Many advertising companies target children to eat this unhealthy kind of food. They design a lot of methods to entice children to eat junk food. For example, they try to stick a lot of advertisements on the entrances of some shopping centers that are frequently visited by children and their parents.
Advertisers also put a lot of junk food in specially selected places in shopping centers. For example, if you go shopping in big stores you will find that the first place you will look at is the junk food placed at the entrance of the store.
You’ll also find that when you want to pay for your purchases a lot of junk food is placed at the checkout, enticing children to beg.
The solutions to the obesity problem in society should be based on our understanding of the negative role of advertisements on our children. Parents should explain to their children about the harms and dangerous effects of junk food to their health. The parents’ efforts to prevent obesity in their children must be supported by the physicians’ efforts, which must be to explain the devastating effects of junk food on our health. Physicians have to talk to people in the mass media about the dangerous results of eating fat food.
Educational institutions can play an important role in warning the students about the dangerous health problems caused by junk food through organizing workshops, conferences, and seminars in order to arm the students with the knowledge and awareness.
Also, universities should ensure that unhealthy foods are not made as readily available on campus
The government plays a very important role in educating consumers about and protecting them from certain foods. Government agencies should make legislation that bans the advertisers of junk food from advertising their food. There should be fines in place for the companies that violate these laws.
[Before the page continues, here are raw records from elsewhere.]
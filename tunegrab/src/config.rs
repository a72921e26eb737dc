use std::path::PathBuf;
use std::time::Duration;

/// Options for one resolution attempt.
pub struct FetchOptions {
    /// Directory artifacts are written to. Defaults to a `tunegrab`
    /// directory under the system temp dir.
    pub output_dir: Option<PathBuf>,
    /// Search results requested per query variant.
    pub per_variant_limit: usize,
    /// How many ranked candidates to try downloading before giving up.
    pub max_attempts: usize,
    /// Files at or below this size are treated as corrupt and rejected.
    pub min_audio_bytes: u64,
    /// Optional wall-clock budget for the whole attempt. On expiry the
    /// pipeline aborts, removes partial artifacts, and returns
    /// [`crate::Error::DeadlineExceeded`].
    pub deadline: Option<Duration>,
}

impl Default for FetchOptions {
    fn default() -> Self {
        Self {
            output_dir: None,
            per_variant_limit: 5,
            max_attempts: 10,
            min_audio_bytes: 1000,
            deadline: None,
        }
    }
}

impl FetchOptions {
    pub fn new() -> Self {
        Self::default()
    }

    pub fn output_dir(mut self, dir: PathBuf) -> Self {
        self.output_dir = Some(dir);
        self
    }

    pub fn per_variant_limit(mut self, limit: usize) -> Self {
        self.per_variant_limit = limit;
        self
    }

    pub fn max_attempts(mut self, attempts: usize) -> Self {
        self.max_attempts = attempts;
        self
    }

    pub fn min_audio_bytes(mut self, bytes: u64) -> Self {
        self.min_audio_bytes = bytes;
        self
    }

    pub fn deadline(mut self, deadline: Duration) -> Self {
        self.deadline = Some(deadline);
        self
    }

    /// Resolve the output directory, defaulting to `$TMPDIR/tunegrab`.
    pub fn resolve_output_dir(&self) -> PathBuf {
        self.output_dir
            .clone()
            .unwrap_or_else(|| std::env::temp_dir().join("tunegrab"))
    }
}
Also, parents should change the eating routines for their kids by focusing on buying vegetables and fruit and avoiding junk food. They should make their children watch the health programs on televisions in order to know the dangers of junk food.
Finally, I think that advertising junk food for people, especially children, is economically harmful for society because it will cause a lot of cardiac problems for the people that lead to illness or death. Thus, the role of media must be positive and efficient in directing people to stop eating junk food.
Hassan Al-Momani, a Western Herald opinion columnist, is a graduate student majoring in English and can be reached via e-mail at hassan76us@yahoo.com.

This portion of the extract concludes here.